Question
July 10, 1991
Premerger Notification Office
Bureau of Competition
Federal Trade Commission
600 Pennsylvania Avenue, NW, Room 303
Washington, D.C. 20580
Re:
Dear John:
I am writing to confirm our telephone conversation this morning.
As I explained to you, corporation A wants to acquire assets from corporation B. Corporation B is a wholly-owned subsidiary of corporation C, which in turn is wholly-owned by general partnership D. The general partners in D are individual E, who has a 40% interest, and limited partnership F, which has a 60% interest. The general partner of limited partnership F is individual G, who has a 2/7 interest F. The limited partners in F are individual H (Gs wife) and individual H (Gs wife) has a 2/7 interest in F, and each of the other three individuals, the children, has a 1/7 interest in F.
General partnership D intends to distribute the shares of corporation C to Ds partners, i.e., 40% to individual E and 60% to limited partnership F. Limited partnership F, in turn, intends to distribute the shares of corporation C it receives to its partners, individuals G, H, I, J and K, in accordance with their respective partnership interests.
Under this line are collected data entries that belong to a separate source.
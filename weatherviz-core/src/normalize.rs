//! Flattening of raw provider payloads into [`WeatherRecord`]s.
//!
//! Missing or mistyped leaves fall back to the record defaults: absent keys,
//! `null`s, missing intermediate objects and values of the wrong type. Only a
//! payload whose structure cannot be walked (`"main": 5`, `"weather": "rain"`)
//! or a temperature that cannot be rounded makes normalization fail.

use serde_json::{Map, Value};
use thiserror::Error;

use crate::model::{RawWeatherResponse, WeatherRecord};

#[derive(Debug, Clone, PartialEq, Eq, Error)]
pub enum NormalizeError {
    #[error("raw weather response is not a JSON object")]
    NotAnObject,

    #[error("field `{path}` has an unexpected type (expected {expected})")]
    InvalidField { path: String, expected: &'static str },
}

impl NormalizeError {
    fn invalid(path: &[&str], expected: &'static str) -> Self {
        NormalizeError::InvalidField { path: path.join("."), expected }
    }
}

type Result<T> = std::result::Result<T, NormalizeError>;

/// Normalize a raw OpenWeather "current weather" payload.
///
/// `Ok` always carries all eleven fields. `Err` means the payload had a shape
/// we cannot interpret and no record should be shown for it.
pub fn normalize(raw: &RawWeatherResponse) -> Result<WeatherRecord> {
    match extract(raw) {
        Ok(record) => {
            tracing::info!(city = %record.city_name, "Successfully processed weather data");
            Ok(record)
        }
        Err(err) => {
            tracing::warn!(error = %err, "Error processing weather data");
            Err(err)
        }
    }
}

fn extract(raw: &RawWeatherResponse) -> Result<WeatherRecord> {
    let root = raw.as_object().ok_or(NormalizeError::NotAnObject)?;
    let defaults = WeatherRecord::default();

    let (weather_description, weather_main) = match first_condition(root)? {
        Some(condition) => (
            text(condition.get("description"), ""),
            text(condition.get("main"), ""),
        ),
        None => (String::new(), String::new()),
    };

    Ok(WeatherRecord {
        city_name: text(lookup(root, &["name"])?, &defaults.city_name),
        country_code: text(lookup(root, &["sys", "country"])?, ""),
        current_temperature: temperature(root, &["main", "temp"])?,
        feels_like_temperature: temperature(root, &["main", "feels_like"])?,
        humidity_percentage: integer(lookup(root, &["main", "humidity"])?),
        atmospheric_pressure: integer(lookup(root, &["main", "pressure"])?),
        wind_speed: number(lookup(root, &["wind", "speed"])?).unwrap_or(0.0),
        weather_description,
        weather_main,
        visibility_meters: integer(lookup(root, &["visibility"])?),
        cloudiness_percentage: integer(lookup(root, &["clouds", "all"])?),
    })
}

/// Walk `path` through nested objects. Absent or `null` at any level is `None`.
fn lookup<'a>(root: &'a Map<String, Value>, path: &[&str]) -> Result<Option<&'a Value>> {
    let mut current = root;
    let (last, parents) = match path.split_last() {
        Some(split) => split,
        None => return Ok(None),
    };

    for (depth, key) in parents.iter().enumerate() {
        match current.get(*key) {
            None | Some(Value::Null) => return Ok(None),
            Some(Value::Object(inner)) => current = inner,
            Some(_) => return Err(NormalizeError::invalid(&path[..=depth], "object")),
        }
    }

    Ok(current.get(*last).filter(|v| !v.is_null()))
}

/// First entry of the `weather` conditions array, if there is one.
fn first_condition(root: &Map<String, Value>) -> Result<Option<&Map<String, Value>>> {
    match root.get("weather") {
        None | Some(Value::Null) => Ok(None),
        Some(Value::Array(items)) => match items.first() {
            None | Some(Value::Null) => Ok(None),
            Some(Value::Object(condition)) => Ok(Some(condition)),
            Some(_) => Err(NormalizeError::invalid(&["weather", "0"], "object")),
        },
        Some(_) => Err(NormalizeError::invalid(&["weather"], "array")),
    }
}

/// Temperatures must be numeric when present: they are rounded.
fn temperature(root: &Map<String, Value>, path: &[&str]) -> Result<f64> {
    match lookup(root, path)? {
        None => Ok(0.0),
        Some(v) => number(Some(v))
            .map(round1)
            .ok_or_else(|| NormalizeError::invalid(path, "number")),
    }
}

fn text(value: Option<&Value>, default: &str) -> String {
    match value {
        Some(Value::String(s)) => s.clone(),
        _ => default.to_string(),
    }
}

fn number(value: Option<&Value>) -> Option<f64> {
    value.and_then(Value::as_f64)
}

/// Any JSON number, truncated toward zero; anything else is 0.
fn integer(value: Option<&Value>) -> i64 {
    match value {
        Some(v) => v
            .as_i64()
            .or_else(|| v.as_f64().filter(|f| f.is_finite()).map(|f| f.trunc() as i64))
            .unwrap_or(0),
        None => 0,
    }
}

/// Round to one decimal place the way a decimal printout would: the exact
/// stored value decides, and exact ties go to the even digit.
pub(crate) fn round1(value: f64) -> f64 {
    if !value.is_finite() {
        return value;
    }
    format!("{value:.1}").parse().unwrap_or(value)
}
These distributions will be completed before corporation A acquires any assets from corporation B. After these distributions, corporation C will still own all the shares of corporation B, and no person will own or control 50% or more of the shares of corporation C.
You agreed that under these circumstances, corporation C will be the ultimate parent entity of the acquired person for Hart-Scott-Rodino purposes.
Thank you for once again providing such helpful and prompt assistance.
Best regards.
Sincerely,
(Redacted)
cc: (redacted)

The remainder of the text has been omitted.